123Berita – 02 Juni 2026 | Pakar obstetri dan ginekologi Prof Budi Wiweko menyebut paparan BPA dari kemasan makanan dan minuman, termasuk galon guna ulang, dapat berkaitan dengan pubertas dini serta gangguan kesehatan reproduksi.
Pubertas dini adalah kondisi ketika anak-anak mengalami perubahan fisik dan emosional yang biasanya terjadi pada usia remaja, tetapi terjadi lebih awal dari yang seharusnya. Kondisi ini dapat disebabkan oleh berbagai faktor, termasuk paparan zat kimia seperti BPA.
BPA (Bisphenol A) adalah zat kimia yang digunakan dalam produksi plastik, termasuk kemasan makanan dan minuman. Zat ini dapat bocor ke dalam makanan dan minuman, terutama jika kemasan plastik dipanaskan atau digunakan berulang kali.

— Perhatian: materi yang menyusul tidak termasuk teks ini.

use once_cell::sync::Lazy;
use regex::Regex;
use unicode_normalization::UnicodeNormalization;

use crate::error::PipelineError;

/// Cleaned content shorter than this is rejected before the pipeline runs.
pub const MIN_CONTENT_CHARS: usize = 50;

static TAG_RE: Lazy<Regex> = Lazy::new(|| Regex::new(r"<[^>]+>").unwrap());
static WS_RE: Lazy<Regex> = Lazy::new(|| Regex::new(r"\s+").unwrap());
static DEC_ENTITY_RE: Lazy<Regex> = Lazy::new(|| Regex::new(r"&#(\d+);").unwrap());
static HEX_ENTITY_RE: Lazy<Regex> = Lazy::new(|| Regex::new(r"&#x([0-9a-fA-F]+);").unwrap());

/// Named HTML entities that show up in news feeds. Anything else is left
/// alone rather than guessed at.
const NAMED_ENTITIES: &[(&str, &str)] = &[
    ("&amp;", "&"),
    ("&lt;", "<"),
    ("&gt;", ">"),
    ("&quot;", "\""),
    ("&apos;", "'"),
    ("&nbsp;", " "),
    ("&rsquo;", "\u{2019}"),
    ("&lsquo;", "\u{2018}"),
    ("&rdquo;", "\u{201d}"),
    ("&ldquo;", "\u{201c}"),
    ("&ndash;", "\u{2013}"),
    ("&mdash;", "\u{2014}"),
    ("&hellip;", "\u{2026}"),
];

#[derive(Debug, Clone, PartialEq)]
pub struct NormalizedArticle {
    pub title: String,
    pub content: String,
}

impl NormalizedArticle {
    /// Title and body joined the way every downstream stage consumes them.
    pub fn combined(&self) -> String {
        format!("{}\n\n{}", self.title, self.content)
    }
}

/// Cleans raw article text or rejects it.
///
/// Pure transform, no side effects. Fails with
/// [`PipelineError::InvalidInput`] when the title is empty or the cleaned
/// content is under [`MIN_CONTENT_CHARS`] characters — the caller must not
/// proceed to dedup on failure.
pub fn normalize(title: &str, content: &str) -> Result<NormalizedArticle, PipelineError> {
    let title = clean_text(title);
    let content = clean_text(content);

    if title.is_empty() {
        return Err(PipelineError::InvalidInput("article title is empty".into()));
    }
    let chars = content.chars().count();
    if chars < MIN_CONTENT_CHARS {
        return Err(PipelineError::InvalidInput(format!(
            "content too short after cleaning: {} chars (minimum {})",
            chars, MIN_CONTENT_CHARS
        )));
    }

    Ok(NormalizedArticle { title, content })
}

/// Strip markup, decode entities, repair mojibake, collapse whitespace.
pub fn clean_text(raw: &str) -> String {
    let text = TAG_RE.replace_all(raw, " ");
    let text = decode_entities(&text);
    let text = repair_mojibake(&text);
    let text: String = text.nfc().collect();
    WS_RE.replace_all(text.trim(), " ").into_owned()
}

fn decode_entities(text: &str) -> String {
    let mut decoded = text.to_string();
    for (entity, replacement) in NAMED_ENTITIES {
        if decoded.contains(entity) {
            decoded = decoded.replace(entity, replacement);
        }
    }
    let decoded = DEC_ENTITY_RE.replace_all(&decoded, |caps: &regex::Captures| {
        caps[1]
            .parse::<u32>()
            .ok()
            .and_then(char::from_u32)
            .map(String::from)
            .unwrap_or_default()
    });
    HEX_ENTITY_RE
        .replace_all(&decoded, |caps: &regex::Captures| {
            u32::from_str_radix(&caps[1], 16)
                .ok()
                .and_then(char::from_u32)
                .map(String::from)
                .unwrap_or_default()
        })
        .into_owned()
}

/// Repairs the common UTF-8-decoded-as-Windows-1252 mojibake ("â€™" for a
/// right quote, "Ã©" for é). Only attempted when marker sequences are
/// present; any lossy round trip leaves the text untouched.
fn repair_mojibake(text: &str) -> String {
    if !text.contains("â€") && !text.contains('Ã') {
        return text.to_string();
    }
    let (bytes, _, had_errors) = encoding_rs::WINDOWS_1252.encode(text);
    if had_errors {
        return text.to_string();
    }
    match String::from_utf8(bytes.into_owned()) {
        Ok(repaired) => repaired,
        Err(_) => text.to_string(),
    }
}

Prof Budi Wiweko menjelaskan bahwa paparan BPA dapat mempengaruhi sistem hormon dalam tubuh, yang dapat menyebabkan pubertas dini. Selain itu, paparan BPA juga dapat menyebabkan gangguan kesehatan reproduksi, seperti infertilitas dan keguguran.
Oleh karena itu, penting untuk mengurangi paparan BPA dengan menggunakan kemasan makanan dan minuman yang aman dan tidak mengandung BPA. Selain itu, juga penting untuk menghindari penggunaan kemasan plastik berulang kali dan memilih kemasan yang dapat digunakan hanya sekali.
Dalam beberapa tahun terakhir, telah banyak penelitian yang dilakukan untuk mempelajari efek paparan BPA pada kesehatan manusia. Hasil penelitian tersebut menunjukkan bahwa paparan BPA dapat memiliki efek negatif pada kesehatan, terutama pada anak-anak dan remaja.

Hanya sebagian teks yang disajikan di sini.